Just wait a few weeks before upgrading?

----------

## marax_faraii

What I do is that I have the latest stable from the portage tree but my main is ~amd64 so when there's an update, I compile it, test it but I keep the previous version until all is conformed to work and if there's something I rely on doesn't work anymore I search for bugs and if there isn't any I open one.

----------

## Tony0945

 *marax_faraii wrote:*   

> What I do is that I have the latest stable from the portage tree but my main is ~amd64 so when there's an update, I compile it, test it but I keep the previous version until all is conformed to work and if there's something I rely on doesn't work anymore I search for bugs and if there isn't any I open one.

 

Thank you. Since none of the 4.11 branch are stable in the portage sense, then I would keep the 4.9 branch.

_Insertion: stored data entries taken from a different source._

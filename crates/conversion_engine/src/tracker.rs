use std::collections::VecDeque;
use std::sync::{Arc, Mutex, MutexGuard};
use std::time::Duration;

use chrono::{DateTime, Utc};
use conversion_core::{
    Conversion, ConversionId, ConversionSummary, ErrorRecord, ItemMetadata, Session, SessionId,
    SessionInfo, SessionSummary, Step, StepError, TransitionError,
};
use dashmap::DashMap;
use engine_logging::{engine_debug, engine_warn, LogSink, LogStream};
use serde::Serialize;
use serde_json::{json, Value};

use crate::probe::ResourceProbe;

#[derive(Debug, thiserror::Error, PartialEq, Eq)]
pub enum TrackerError {
    #[error("unknown or inactive session {0}")]
    UnknownSession(SessionId),
    #[error("unknown or inactive conversion {0}")]
    UnknownConversion(ConversionId),
    #[error(transparent)]
    Transition(#[from] TransitionError),
}

/// Produced once per session, when it completes.
#[derive(Debug, Clone, PartialEq, Serialize)]
pub struct SessionReport {
    pub summary: SessionSummary,
    pub conversions: Vec<ConversionSummary>,
    pub errors: Vec<String>,
    pub warnings: Vec<String>,
}

/// An active conversion nobody has completed for a while.
#[derive(Debug, Clone, PartialEq, Eq, Serialize)]
pub struct StaleConversion {
    pub conversion_id: ConversionId,
    pub session_id: SessionId,
    pub artifact_id: String,
    pub started_at: DateTime<Utc>,
    pub age_ms: u64,
}

/// Live sessions and conversions plus bounded history.
///
/// The maps are sharded; each record is only mutated by the task that owns
/// the conversion, so no guard is held across calls into another map.
pub struct ConversionTracker {
    sink: Arc<LogSink>,
    probe: Arc<dyn ResourceProbe>,
    history_limit: usize,
    sessions: DashMap<SessionId, Session>,
    conversions: DashMap<ConversionId, Conversion>,
    history: Mutex<VecDeque<Conversion>>,
    session_history: Mutex<VecDeque<SessionReport>>,
}

fn lock<T>(mutex: &Mutex<T>) -> MutexGuard<'_, T> {
    match mutex.lock() {
        Ok(guard) => guard,
        Err(poisoned) => poisoned.into_inner(),
    }
}

impl ConversionTracker {
    pub fn new(sink: Arc<LogSink>, probe: Arc<dyn ResourceProbe>, history_limit: usize) -> Self {
        Self {
            sink,
            probe,
            history_limit,
            sessions: DashMap::new(),
            conversions: DashMap::new(),
            history: Mutex::new(VecDeque::new()),
            session_history: Mutex::new(VecDeque::new()),
        }
    }

    fn memory(&self) -> u64 {
        self.probe.sample().process_memory_bytes
    }

    fn log(&self, level: log::Level, event: &str, fields: Value) {
        self.sink.write(LogStream::Conversion, level, event, fields);
    }

    pub fn start_session(&self, info: SessionInfo) -> SessionId {
        let session = Session::start(info, self.memory(), Utc::now());
        let id = session.id;
        self.log(
            log::Level::Info,
            "session_started",
            json!({
                "session_id": id,
                "type": session.info.kind,
                "source": session.info.source,
                "expected_items": session.info.expected_items,
            }),
        );
        self.sessions.insert(id, session);
        id
    }

    pub fn start_conversion(
        &self,
        session_id: SessionId,
        item: ItemMetadata,
    ) -> Result<ConversionId, TrackerError> {
        let conversion = Conversion::start(session_id, item, self.memory(), Utc::now());
        {
            let mut session = self
                .sessions
                .get_mut(&session_id)
                .ok_or(TrackerError::UnknownSession(session_id))?;
            session.register_conversion(conversion.id)?;
        }
        let id = conversion.id;
        self.log(
            log::Level::Info,
            "conversion_started",
            json!({
                "conversion_id": id,
                "session_id": session_id,
                "artifact_id": conversion.item.artifact_id,
                "type": conversion.item.declared_type,
                "source": conversion.item.source,
                "grouping": conversion.item.grouping,
            }),
        );
        self.conversions.insert(id, conversion);
        Ok(id)
    }

    fn with_conversion<R>(
        &self,
        id: ConversionId,
        f: impl FnOnce(&mut Conversion) -> Result<R, TransitionError>,
    ) -> Result<R, TrackerError> {
        let mut conversion = self
            .conversions
            .get_mut(&id)
            .ok_or(TrackerError::UnknownConversion(id))?;
        Ok(f(&mut conversion)?)
    }

    pub fn check_step_active(&self, id: ConversionId, name: &str) -> Result<(), TrackerError> {
        let conversion = self
            .conversions
            .get(&id)
            .ok_or(TrackerError::UnknownConversion(id))?;
        Ok(conversion.check_step_active(name)?)
    }

    pub fn start_step(&self, id: ConversionId, name: &str) -> Result<(), TrackerError> {
        self.with_conversion(id, |c| c.start_step(name, Utc::now()))?;
        engine_debug!("Conversion {} started step {}", id, name);
        Ok(())
    }

    pub fn complete_step(
        &self,
        id: ConversionId,
        name: &str,
        result: Option<Value>,
    ) -> Result<Step, TrackerError> {
        let memory = self.memory();
        let step = self.with_conversion(id, |c| {
            c.complete_step(name, result, Some(memory), Utc::now())
                .cloned()
        })?;
        self.log_step_event("step_completed", id, &step);
        Ok(step)
    }

    pub fn fail_step(
        &self,
        id: ConversionId,
        name: &str,
        error: StepError,
    ) -> Result<Step, TrackerError> {
        let memory = self.memory();
        let step = self.with_conversion(id, |c| {
            c.fail_step(name, error, Some(memory), Utc::now()).cloned()
        })?;
        self.log_step_event("step_failed", id, &step);
        Ok(step)
    }

    /// Record a step that has already run to completion.
    pub fn log_step(
        &self,
        id: ConversionId,
        name: &str,
        result: Option<Value>,
    ) -> Result<Step, TrackerError> {
        let memory = self.memory();
        let step = self.with_conversion(id, |c| {
            c.log_step(name, result, Some(memory), Utc::now()).cloned()
        })?;
        self.log_step_event("step_completed", id, &step);
        Ok(step)
    }

    fn log_step_event(&self, event: &str, id: ConversionId, step: &Step) {
        let level = if step.error.is_some() {
            log::Level::Warn
        } else {
            log::Level::Info
        };
        self.log(
            level,
            event,
            json!({
                "conversion_id": id,
                "step": step.name,
                "duration_ms": step.duration_ms,
                "memory_bytes": step.memory_bytes,
                "result": step.result,
                "error": step.error,
            }),
        );
    }

    pub fn attach_error(&self, id: ConversionId, record: ErrorRecord) -> Result<(), TrackerError> {
        self.with_conversion(id, |c| {
            c.attach_error(record);
            Ok(())
        })
    }

    /// Finalize a conversion, move it out of the active map into its
    /// session and the history.
    pub fn complete_conversion(
        &self,
        id: ConversionId,
        success: bool,
        result: Option<Value>,
    ) -> Result<ConversionSummary, TrackerError> {
        let memory = self.memory();
        self.with_conversion(id, |c| c.finish(success, result, memory, Utc::now()))?;
        let (_, conversion) = self
            .conversions
            .remove(&id)
            .ok_or(TrackerError::UnknownConversion(id))?;
        let summary = conversion.summary();

        self.log(
            if success {
                log::Level::Info
            } else {
                log::Level::Warn
            },
            "conversion_completed",
            json!({
                "conversion_id": id,
                "session_id": summary.session_id,
                "artifact_id": summary.artifact_id,
                "status": conversion.status,
                "duration_ms": summary.duration_ms,
                "peak_memory_bytes": summary.peak_memory_bytes,
                "steps": conversion.steps.len(),
                "errors": conversion.errors.len(),
            }),
        );

        {
            let mut history = lock(&self.history);
            history.push_back(conversion.clone());
            while history.len() > self.history_limit {
                history.pop_front();
            }
        }

        match self.sessions.get_mut(&summary.session_id) {
            Some(mut session) => session.absorb_conversion(conversion)?,
            None => engine_warn!(
                "Conversion {} completed after its session {} was discarded",
                id,
                summary.session_id
            ),
        }
        Ok(summary)
    }

    pub fn record_session_error(
        &self,
        id: SessionId,
        message: impl Into<String>,
    ) -> Result<(), TrackerError> {
        let mut session = self
            .sessions
            .get_mut(&id)
            .ok_or(TrackerError::UnknownSession(id))?;
        session.errors.push(message.into());
        Ok(())
    }

    pub fn record_session_warning(
        &self,
        id: SessionId,
        message: impl Into<String>,
    ) -> Result<(), TrackerError> {
        let mut session = self
            .sessions
            .get_mut(&id)
            .ok_or(TrackerError::UnknownSession(id))?;
        session.warnings.push(message.into());
        Ok(())
    }

    /// Aggregate and close a session. Refused while any of its conversions
    /// is still active; on success the session leaves the live map.
    pub fn complete_session(&self, id: SessionId) -> Result<SessionReport, TrackerError> {
        let memory = self.memory();
        let report = {
            let mut session = self
                .sessions
                .get_mut(&id)
                .ok_or(TrackerError::UnknownSession(id))?;
            let summary = session.complete(memory, Utc::now())?;
            SessionReport {
                summary,
                conversions: session.conversions.values().map(Conversion::summary).collect(),
                errors: session.errors.clone(),
                warnings: session.warnings.clone(),
            }
        };
        self.sessions.remove(&id);

        self.log(
            log::Level::Info,
            "session_completed",
            serde_json::to_value(&report.summary).unwrap_or(Value::Null),
        );
        let mut history = lock(&self.session_history);
        history.push_back(report.clone());
        while history.len() > self.history_limit {
            history.pop_front();
        }
        Ok(report)
    }

    pub fn conversion(&self, id: ConversionId) -> Option<Conversion> {
        self.conversions.get(&id).map(|c| c.clone())
    }

    pub fn session(&self, id: SessionId) -> Option<SessionSummary> {
        self.sessions.get(&id).map(|s| s.summary())
    }

    pub fn active_conversions(&self) -> Vec<Conversion> {
        let mut active: Vec<Conversion> = self.conversions.iter().map(|c| c.clone()).collect();
        active.sort_by(|a, b| a.started_at.cmp(&b.started_at));
        active
    }

    pub fn active_sessions(&self) -> Vec<SessionSummary> {
        let mut active: Vec<SessionSummary> = self.sessions.iter().map(|s| s.summary()).collect();
        active.sort_by(|a, b| a.started_at.cmp(&b.started_at));
        active
    }

    /// `(active conversions, active sessions)`.
    pub fn active_counts(&self) -> (usize, usize) {
        (self.conversions.len(), self.sessions.len())
    }

    /// Up to `limit` finished conversions, newest first.
    pub fn history(&self, limit: usize) -> Vec<Conversion> {
        lock(&self.history)
            .iter()
            .rev()
            .take(limit)
            .cloned()
            .collect()
    }

    pub fn session_history(&self) -> Vec<SessionReport> {
        lock(&self.session_history).iter().cloned().collect()
    }

    /// Active conversions started more than `older_than` ago. Nothing is
    /// expired; abandoned conversions stay active until completed or cleared.
    pub fn stale_conversions(&self, older_than: Duration) -> Vec<StaleConversion> {
        let now = Utc::now();
        let threshold = older_than.as_millis() as u64;
        let mut stale: Vec<StaleConversion> = self
            .conversions
            .iter()
            .filter_map(|c| {
                let age_ms = (now - c.started_at).num_milliseconds().max(0) as u64;
                (age_ms > threshold).then(|| StaleConversion {
                    conversion_id: c.id,
                    session_id: c.session_id,
                    artifact_id: c.item.artifact_id.clone(),
                    started_at: c.started_at,
                    age_ms,
                })
            })
            .collect();
        stale.sort_by(|a, b| b.age_ms.cmp(&a.age_ms));
        stale
    }

    /// Forget every session, conversion and history entry.
    pub fn clear(&self) {
        self.conversions.clear();
        self.sessions.clear();
        lock(&self.history).clear();
        lock(&self.session_history).clear();
    }
}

It would be good to do this automatically, but I don't know if it's possible to do "latest stable" in an ebuild. It is possible to specify the branch slot.

I used to specify specific versions in the world file when releases only came out every few months but I hate to edit the world file weekly; it's just an invitation to disaster.

----------

## toralf

Keep the last 2 working kernel versions, eg. both 4.9.36 and 4.11.9 - so you're on the save site.

----------

## Tony0945

 *toralf wrote:*   

> Keep the last 2 working kernel versions, eg. both 4.9.36 and 4.11.9 - so you're on the save site.

 

More work, but a solution.

Or do you mean keep just one (or two) specific versions, updatng monthly or quarterly instead of compiling each new release in the series?

That's a good answer too.

Do you know what's different architecturally between 4.9 and 4.11? That was the real basis of this thread. 

Why did 4.8 disappear from gentoo but 4.4 stayed?

----------

## fcl

 *Tony0945 wrote:*   

> ....
> 
> Why did 4.8 disappear from gentoo but 4.4 stayed?

 

If you check kernel.org you can see that 4.8 series isn't listed, ie. it's not supported anymore by upstream. Gentoo kernel team could manually patch it but it's not worth it as there are other older/newer kernels supported by upstream.

----------

## Tony0945

Versions changing too fast for me. And no longer any commentary on what changed.

----------

## Jaglover

I think I'm missing the whole reason for this discussion. Once I have the sources on my hard drive, why should I worry if the ebuild is still in the tree?

----------

## asturm

 *Tony0945 wrote:*   

> Versions changing too fast for me. And no longer any commentary on what changed.

 

The public git log really is enough for the small changes between point releases, I don't even remember the last time summary said anything else than 'all users must upgrade'.

 *Tony0945 wrote:*   

> More work, but a solution.

 

What exactly is 'work' about simply not deleting already compiled kernel images?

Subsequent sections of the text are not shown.